EthicsDaily.com is releasing a new feature-length film on what missionaries did in Nigeria in 1966 during a time of tribal genocide. It is an untold story that is finally getting its due on its 50th anniversary.
Thousands of people, mostly Igbos and Easterners, were brutally killed in a few days in the fall of 1966 in Northern Nigeria. The death toll would have been higher if Christian missionaries and Nigerian pastors had not taken action to save lives.
Their heroic work has been unknown, primarily because those involved never spoke about what happened – using veiled language and euphemisms, such as “the disturbances,” in public reports and statements.
Interviewees include missionaries and missionary children with the Assemblies of God, Christian Reformed Church, Church of the Brethren, Lutheran Church-Missouri Synod, Southern Baptist Convention, Sudan Interior Mission and Sudan United Mission, as well as Nigerians.

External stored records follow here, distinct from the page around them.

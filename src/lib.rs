// SPDX-License-Identifier: MIT

//! openeo-grass-rs - openEO process graphs compiled to actinia process chains

pub mod actinia;
pub mod config;
pub mod error;
pub mod openeo;

pub use config::Config;
pub use error::{DriverError, Result};
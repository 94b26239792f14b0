// SPDX-License-Identifier: MIT

use super::description::raster_cube_schema;
use super::params::required_string;
use super::{NodeContext, Parameter, Process, ProcessDescription, Translation};
use crate::actinia::{ImportDescr, Instruction, LayerName};
use crate::error::Result;
use crate::openeo::graph::{Argument, ProcessNode};
use once_cell::sync::Lazy;
use serde_json::json;

pub const PROCESS_NAME: &str = "udf_reduce_time";

const MODULE: &str = "t.rast.aggr_func";

/// Entry point the engine calls inside the downloaded python file
const PYFILE_FUNCTION: &str = "$file::my_py_func";

static DESCRIPTION: Lazy<ProcessDescription> = Lazy::new(|| {
    ProcessDescription::new(
        PROCESS_NAME,
        "Reduce the time dimension with a user defined function.",
        "Applies a python UDF to every pixel time series. The python file is \
         downloaded by the engine and must define `my_py_func`.",
    )
    .category("udf")
    .parameter(Parameter::required(
        "data",
        "A space-time raster dataset",
        raster_cube_schema(),
    ))
    .parameter(Parameter::required(
        "python_file_url",
        "URL of the python file that implements the UDF",
        json!({"type": "string", "format": "uri"}),
    ))
    .returns("A single raster layer.", raster_cube_schema())
    .example(
        "Reduce with a remote python function",
        vec![(
            "udf_1",
            ProcessNode::new(PROCESS_NAME)
                .with_argument("data", Argument::from_node("load_1"))
                .with_argument(
                    "python_file_url",
                    json!("https://example.com/udf/reduce_mean.py"),
                ),
        )],
    )
});

/// Reduces space-time raster datasets with a remote python function
pub struct UdfReduceTime;

impl Process for UdfReduceTime {
    fn id(&self) -> &str {
        PROCESS_NAME
    }

    fn describe(&self) -> ProcessDescription {
        DESCRIPTION.clone()
    }

    fn translate(&self, ctx: &NodeContext<'_>) -> Result<Translation> {
        let inputs = ctx.inputs("data")?;
        let url = required_string(ctx, "python_file_url")?;

        let mut translation = Translation::default();
        for input in inputs {
            let layer = LayerName::parse(input);
            if !layer.is_time_series() {
                translation.pass_through(input);
                continue;
            }

            let output = layer.derived(PROCESS_NAME);
            let instruction = Instruction::new(MODULE)
                .import(
                    "pyfile",
                    PYFILE_FUNCTION,
                    ImportDescr {
                        source: url.clone(),
                        kind: "file".to_string(),
                    },
                )
                .input("input", layer.map_name())
                .input("output", output.as_str());
            translation.push(output, instruction);
        }
        Ok(translation)
    }
}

The producers conducted more than two dozen on-camera interviews, acquired nearly 2,500 documents, slides and photographs, obtained several hours of missionary 8mm and 16mm home movies, worked with roughly a dozen different denominational, educational and filmic archives, and talked to scores of other witnesses.
This is an incredible story about ruin and redemption, blood and boldness, denial and dedication, guilt and goodness. “The Disturbances” is both horrifying and inspiring.
It will better tell about the real and dangerous work of missionaries and create more conversation about contemporary genocide.
Premiere film screenings are scheduled in churches and universities, including Christ Church in Nashville, Trinity Baptist Church in San Antonio and Hales Corners Lutheran Church in Milwaukee, as well as Samford and Auburn universities.
EthicsDaily.com, a division of the Baptist Center for Ethics, produced the film.
As a leading producer of faith-based films, EthicsDaily.com’s most recent documentary was on prisons and faith – “Through the Door,” a title that highlights the gate through which Christians walk to visit those in prison and from which emerge those whom Christians should welcome back into society.
“Gospel Without Borders” explored the plight of the undocumented and what churches were doing to address the immigration issue. Underwritten largely by the United Methodist Foundation of Arkansas, it was distributed by the United States Conference of Catholic Bishops to every bishop, encouraging them to use the documentary in their parishes.
The documentary, “Different Books, Common Word: Baptists and Muslims,” aired on more than 130 ABC-TV stations.
“Beneath the Skin: Baptists and Racism” won the best documentary award at the International Black Film Festival of Nashville.